Saved entries
***

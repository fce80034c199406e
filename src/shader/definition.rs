//! Shader Definitions & Variant Cache
//!
//! A [`ShaderDefinition`] is one base shader: per-stage source with includes
//! already expanded, a base [`ParameterTable`], an extra table per feature, a
//! whitelist and a [`FeatureGraph`]. It is built once and never mutated; the
//! only interior state is its variant cache.
//!
//! [`ShaderDefinition::get_variant`] turns a legal flag set into a
//! [`ShaderVariant`] (preprocessed sources, canonical name, merged
//! parameters). Each distinct flag set yields exactly one `Arc<ShaderVariant>`
//! for the lifetime of the definition. Lookups take a read lock; the first
//! insertion of a flag set is serialized behind the write lock.

use std::sync::Arc;

use parking_lot::{Mutex, RwLock};
use rustc_hash::FxHashMap;

use super::features::{FeatureFlags, active_symbols, describe, features_of};
use super::graph::{FeatureGraph, Violation};
use super::parameters::ParameterTable;
use super::source::{SourceProvider, inject_defines, load_expanded, split_version};
use crate::device::{GraphicsDevice, ProgramId, ShaderStage};
use crate::errors::{LanternError, Result};

// ─── Descriptor ───────────────────────────────────────────────────────────────

/// Everything needed to load a [`ShaderDefinition`].
#[derive(Debug, Clone)]
pub struct ShaderDescriptor<F: FeatureFlags> {
    pub name: String,
    /// Stage → source path understood by the [`SourceProvider`].
    pub stages: Vec<(ShaderStage, String)>,
    pub parameters: ParameterTable,
    /// Extra parameters contributed by single features.
    pub feature_parameters: Vec<(F, ParameterTable)>,
    pub whitelist: F,
    pub graph: FeatureGraph<F>,
}

impl<F: FeatureFlags> ShaderDescriptor<F> {
    /// A descriptor with every declared feature whitelisted and no relations.
    #[must_use]
    pub fn new(name: &str) -> Self {
        Self {
            name: name.to_string(),
            stages: Vec::new(),
            parameters: ParameterTable::new(),
            feature_parameters: Vec::new(),
            whitelist: F::all(),
            graph: FeatureGraph::new(),
        }
    }

    #[must_use]
    pub fn stage(mut self, stage: ShaderStage, path: &str) -> Self {
        self.stages.push((stage, path.to_string()));
        self
    }

    #[must_use]
    pub fn parameters(mut self, parameters: ParameterTable) -> Self {
        self.parameters = parameters;
        self
    }

    #[must_use]
    pub fn feature_parameters(mut self, feature: F, parameters: ParameterTable) -> Self {
        self.feature_parameters.push((feature, parameters));
        self
    }

    #[must_use]
    pub fn whitelist(mut self, whitelist: F) -> Self {
        self.whitelist = whitelist;
        self
    }

    #[must_use]
    pub fn graph(mut self, graph: FeatureGraph<F>) -> Self {
        self.graph = graph;
        self
    }
}

// ─── Variant ──────────────────────────────────────────────────────────────────

/// Preprocessed source for one stage of a variant.
#[derive(Debug, Clone)]
pub struct VariantStage {
    pub stage: ShaderStage,
    pub source: String,
}

/// One concrete program of a shader family: the base sources specialized by a
/// flag set.
#[derive(Debug)]
pub struct ShaderVariant {
    name: String,
    base_name: String,
    bits: u32,
    defines: Vec<&'static str>,
    stages: Vec<VariantStage>,
    parameters: ParameterTable,
    program: Mutex<Option<ProgramId>>,
}

impl ShaderVariant {
    /// Canonical name: base name followed by `_SYMBOL` per active feature.
    #[must_use]
    pub fn name(&self) -> &str {
        &self.name
    }

    #[must_use]
    pub fn base_name(&self) -> &str {
        &self.base_name
    }

    /// Raw bits of the flag set this variant was built for.
    #[must_use]
    pub fn feature_bits(&self) -> u32 {
        self.bits
    }

    /// Injected `#define` symbols in bit order.
    #[must_use]
    pub fn defines(&self) -> &[&'static str] {
        &self.defines
    }

    #[must_use]
    pub fn stages(&self) -> &[VariantStage] {
        &self.stages
    }

    #[must_use]
    pub fn source(&self, stage: ShaderStage) -> Option<&str> {
        self.stages
            .iter()
            .find(|s| s.stage == stage)
            .map(|s| s.source.as_str())
    }

    /// Base parameters merged with those of every active feature.
    #[must_use]
    pub fn parameters(&self) -> &ParameterTable {
        &self.parameters
    }

    /// The linked program, if [`link`](Self::link) has succeeded.
    #[must_use]
    pub fn program(&self) -> Option<ProgramId> {
        *self.program.lock()
    }

    #[must_use]
    pub fn is_linked(&self) -> bool {
        self.program.lock().is_some()
    }

    /// Compiles and links the variant on `device`. Idempotent: once linked,
    /// later calls return the stored program without touching the device.
    pub fn link(&self, device: &mut dyn GraphicsDevice) -> Result<ProgramId> {
        let mut slot = self.program.lock();
        if let Some(program) = *slot {
            return Ok(program);
        }

        let mut stage_ids = Vec::with_capacity(self.stages.len());
        for stage in &self.stages {
            stage_ids.push(device.compile_stage(&self.name, stage.stage, &stage.source)?);
        }
        let program = device.link_program(&self.name, &stage_ids, &self.parameters)?;

        log::debug!("Linked shader variant '{}' as {program}", self.name);
        *slot = Some(program);
        Ok(program)
    }
}

// ─── Definition ───────────────────────────────────────────────────────────────

#[derive(Debug)]
struct StageTemplate {
    stage: ShaderStage,
    version: String,
    body: String,
}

***

WHAT YOU SHOULD DO
Every record needs to be written out again, exactly as it was given.

WORKED SOLUTION
repository fce80034c199406e
filename src/shader/definition.rs
//! Shader Definitions & Variant Cache
//!
//! A [`ShaderDefinition`] is one base shader: per-stage source with includes
//! already expanded, a base [`ParameterTable`], an extra table per feature, a
//! whitelist and a [`FeatureGraph`]. It is built once and never mutated; the
//! only interior state is its variant cache.
//!
//! [`ShaderDefinition::get_variant`] turns a legal flag set into a
//! [`ShaderVariant`] (preprocessed sources, canonical name, merged
//! parameters). Each distinct flag set yields exactly one `Arc<ShaderVariant>`
//! for the lifetime of the definition. Lookups take a read lock; the first
//! insertion of a flag set is serialized behind the write lock.

use std::sync::Arc;

use parking_lot::{Mutex, RwLock};
use rustc_hash::FxHashMap;

use super::features::{FeatureFlags, active_symbols, describe, features_of};
use super::graph::{FeatureGraph, Violation};
use super::parameters::ParameterTable;
use super::source::{SourceProvider, inject_defines, load_expanded, split_version};
use crate::device::{GraphicsDevice, ProgramId, ShaderStage};
use crate::errors::{LanternError, Result};

// ─── Descriptor ───────────────────────────────────────────────────────────────

/// Everything needed to load a [`ShaderDefinition`].
#[derive(Debug, Clone)]
pub struct ShaderDescriptor<F: FeatureFlags> {
    pub name: String,
    /// Stage → source path understood by the [`SourceProvider`].
    pub stages: Vec<(ShaderStage, String)>,
    pub parameters: ParameterTable,
    /// Extra parameters contributed by single features.
    pub feature_parameters: Vec<(F, ParameterTable)>,
    pub whitelist: F,
    pub graph: FeatureGraph<F>,
}

impl<F: FeatureFlags> ShaderDescriptor<F> {
    /// A descriptor with every declared feature whitelisted and no relations.
    #[must_use]
    pub fn new(name: &str) -> Self {
        Self {
            name: name.to_string(),
            stages: Vec::new(),
            parameters: ParameterTable::new(),
            feature_parameters: Vec::new(),
            whitelist: F::all(),
            graph: FeatureGraph::new(),
        }
    }

    #[must_use]
    pub fn stage(mut self, stage: ShaderStage, path: &str) -> Self {
        self.stages.push((stage, path.to_string()));
        self
    }

    #[must_use]
    pub fn parameters(mut self, parameters: ParameterTable) -> Self {
        self.parameters = parameters;
        self
    }

    #[must_use]
    pub fn feature_parameters(mut self, feature: F, parameters: ParameterTable) -> Self {
        self.feature_parameters.push((feature, parameters));
        self
    }

    #[must_use]
    pub fn whitelist(mut self, whitelist: F) -> Self {
        self.whitelist = whitelist;
        self
    }

    #[must_use]
    pub fn graph(mut self, graph: FeatureGraph<F>) -> Self {
        self.graph = graph;
        self
    }
}

// ─── Variant ──────────────────────────────────────────────────────────────────

/// Preprocessed source for one stage of a variant.
#[derive(Debug, Clone)]
pub struct VariantStage {
    pub stage: ShaderStage,
    pub source: String,
}

/// One concrete program of a shader family: the base sources specialized by a
/// flag set.
#[derive(Debug)]
pub struct ShaderVariant {
    name: String,
    base_name: String,
    bits: u32,
    defines: Vec<&'static str>,
    stages: Vec<VariantStage>,
    parameters: ParameterTable,
    program: Mutex<Option<ProgramId>>,
}

impl ShaderVariant {
    /// Canonical name: base name followed by `_SYMBOL` per active feature.
    #[must_use]
    pub fn name(&self) -> &str {
        &self.name
    }

    #[must_use]
    pub fn base_name(&self) -> &str {
        &self.base_name
    }

    /// Raw bits of the flag set this variant was built for.
    #[must_use]
    pub fn feature_bits(&self) -> u32 {
        self.bits
    }

    /// Injected `#define` symbols in bit order.
    #[must_use]
    pub fn defines(&self) -> &[&'static str] {
        &self.defines
    }

    #[must_use]
    pub fn stages(&self) -> &[VariantStage] {
        &self.stages
    }

    #[must_use]
    pub fn source(&self, stage: ShaderStage) -> Option<&str> {
        self.stages
            .iter()
            .find(|s| s.stage == stage)
            .map(|s| s.source.as_str())
    }

    /// Base parameters merged with those of every active feature.
    #[must_use]
    pub fn parameters(&self) -> &ParameterTable {
        &self.parameters
    }

    /// The linked program, if [`link`](Self::link) has succeeded.
    #[must_use]
    pub fn program(&self) -> Option<ProgramId> {
        *self.program.lock()
    }

    #[must_use]
    pub fn is_linked(&self) -> bool {
        self.program.lock().is_some()
    }

    /// Compiles and links the variant on `device`. Idempotent: once linked,
    /// later calls return the stored program without touching the device.
    pub fn link(&self, device: &mut dyn GraphicsDevice) -> Result<ProgramId> {
        let mut slot = self.program.lock();
        if let Some(program) = *slot {
            return Ok(program);
        }

        let mut stage_ids = Vec::with_capacity(self.stages.len());
        for stage in &self.stages {
            stage_ids.push(device.compile_stage(&self.name, stage.stage, &stage.source)?);
        }
        let program = device.link_program(&self.name, &stage_ids, &self.parameters)?;

        log::debug!("Linked shader variant '{}' as {program}", self.name);
        *slot = Some(program);
        Ok(program)
    }
}

// ─── Definition ───────────────────────────────────────────────────────────────

#[derive(Debug)]
struct StageTemplate {
    stage: ShaderStage,
    version: String,
    body: String,
}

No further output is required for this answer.